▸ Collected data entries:
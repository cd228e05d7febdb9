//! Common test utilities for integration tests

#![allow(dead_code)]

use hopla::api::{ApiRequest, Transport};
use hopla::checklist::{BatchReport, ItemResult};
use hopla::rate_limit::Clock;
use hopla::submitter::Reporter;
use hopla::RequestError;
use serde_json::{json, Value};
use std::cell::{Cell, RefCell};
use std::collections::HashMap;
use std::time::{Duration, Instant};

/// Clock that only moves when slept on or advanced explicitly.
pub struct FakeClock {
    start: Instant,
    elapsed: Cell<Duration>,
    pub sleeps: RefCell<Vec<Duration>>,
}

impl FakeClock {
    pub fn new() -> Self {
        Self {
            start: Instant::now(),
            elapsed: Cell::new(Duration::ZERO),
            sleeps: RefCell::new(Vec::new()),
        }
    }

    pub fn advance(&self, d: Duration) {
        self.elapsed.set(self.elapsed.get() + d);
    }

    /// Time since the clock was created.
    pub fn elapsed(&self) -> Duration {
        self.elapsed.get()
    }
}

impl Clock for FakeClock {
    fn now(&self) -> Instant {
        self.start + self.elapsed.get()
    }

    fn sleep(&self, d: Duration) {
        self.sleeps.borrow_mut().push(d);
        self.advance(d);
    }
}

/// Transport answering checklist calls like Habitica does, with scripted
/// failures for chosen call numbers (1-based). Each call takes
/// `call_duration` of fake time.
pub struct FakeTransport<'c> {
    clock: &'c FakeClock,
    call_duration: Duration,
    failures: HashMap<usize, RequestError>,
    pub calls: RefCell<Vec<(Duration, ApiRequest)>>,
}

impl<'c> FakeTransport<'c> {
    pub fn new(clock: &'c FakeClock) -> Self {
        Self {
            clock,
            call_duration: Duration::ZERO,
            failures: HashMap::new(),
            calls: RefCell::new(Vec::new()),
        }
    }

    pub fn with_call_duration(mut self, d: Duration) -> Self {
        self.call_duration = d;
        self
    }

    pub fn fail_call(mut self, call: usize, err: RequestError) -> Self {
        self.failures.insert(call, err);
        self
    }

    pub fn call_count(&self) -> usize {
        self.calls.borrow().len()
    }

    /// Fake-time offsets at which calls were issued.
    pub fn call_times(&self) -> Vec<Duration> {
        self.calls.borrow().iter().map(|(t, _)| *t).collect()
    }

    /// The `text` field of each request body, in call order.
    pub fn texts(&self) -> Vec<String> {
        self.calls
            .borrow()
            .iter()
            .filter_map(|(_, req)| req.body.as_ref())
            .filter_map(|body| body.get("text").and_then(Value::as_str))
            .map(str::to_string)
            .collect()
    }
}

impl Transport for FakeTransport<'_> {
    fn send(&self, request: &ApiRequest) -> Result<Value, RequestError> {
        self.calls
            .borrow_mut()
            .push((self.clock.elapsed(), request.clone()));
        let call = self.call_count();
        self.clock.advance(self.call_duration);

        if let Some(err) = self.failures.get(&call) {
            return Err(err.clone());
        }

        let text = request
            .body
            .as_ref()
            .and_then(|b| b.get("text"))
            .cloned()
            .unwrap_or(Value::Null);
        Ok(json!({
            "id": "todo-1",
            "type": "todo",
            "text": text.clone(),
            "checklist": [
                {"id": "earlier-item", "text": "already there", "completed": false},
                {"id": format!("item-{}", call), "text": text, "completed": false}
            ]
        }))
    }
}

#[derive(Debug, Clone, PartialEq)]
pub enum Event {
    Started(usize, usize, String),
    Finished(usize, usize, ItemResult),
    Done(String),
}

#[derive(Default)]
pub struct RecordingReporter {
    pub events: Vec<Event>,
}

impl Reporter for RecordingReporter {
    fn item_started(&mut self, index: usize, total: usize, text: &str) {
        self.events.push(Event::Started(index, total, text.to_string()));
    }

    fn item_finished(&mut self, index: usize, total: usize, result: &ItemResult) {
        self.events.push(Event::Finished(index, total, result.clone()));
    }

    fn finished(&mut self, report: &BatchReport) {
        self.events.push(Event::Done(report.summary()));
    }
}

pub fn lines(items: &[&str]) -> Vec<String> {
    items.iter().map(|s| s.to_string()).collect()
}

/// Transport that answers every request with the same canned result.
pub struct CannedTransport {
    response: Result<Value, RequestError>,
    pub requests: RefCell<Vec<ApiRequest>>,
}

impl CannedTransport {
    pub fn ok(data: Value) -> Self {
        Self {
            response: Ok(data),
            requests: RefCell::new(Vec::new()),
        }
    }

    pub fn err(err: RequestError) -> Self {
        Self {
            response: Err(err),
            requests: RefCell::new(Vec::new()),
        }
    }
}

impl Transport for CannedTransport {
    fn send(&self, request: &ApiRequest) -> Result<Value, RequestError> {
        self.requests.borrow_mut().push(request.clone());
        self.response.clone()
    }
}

▸ What you will do: Go through the entries and copy every line with "requests".

▸ Exercise solution:
    pub requests: RefCell<Vec<ApiRequest>>,
            requests: RefCell::new(Vec::new()),
            requests: RefCell::new(Vec::new()),
        self.requests.borrow_mut().push(request.clone());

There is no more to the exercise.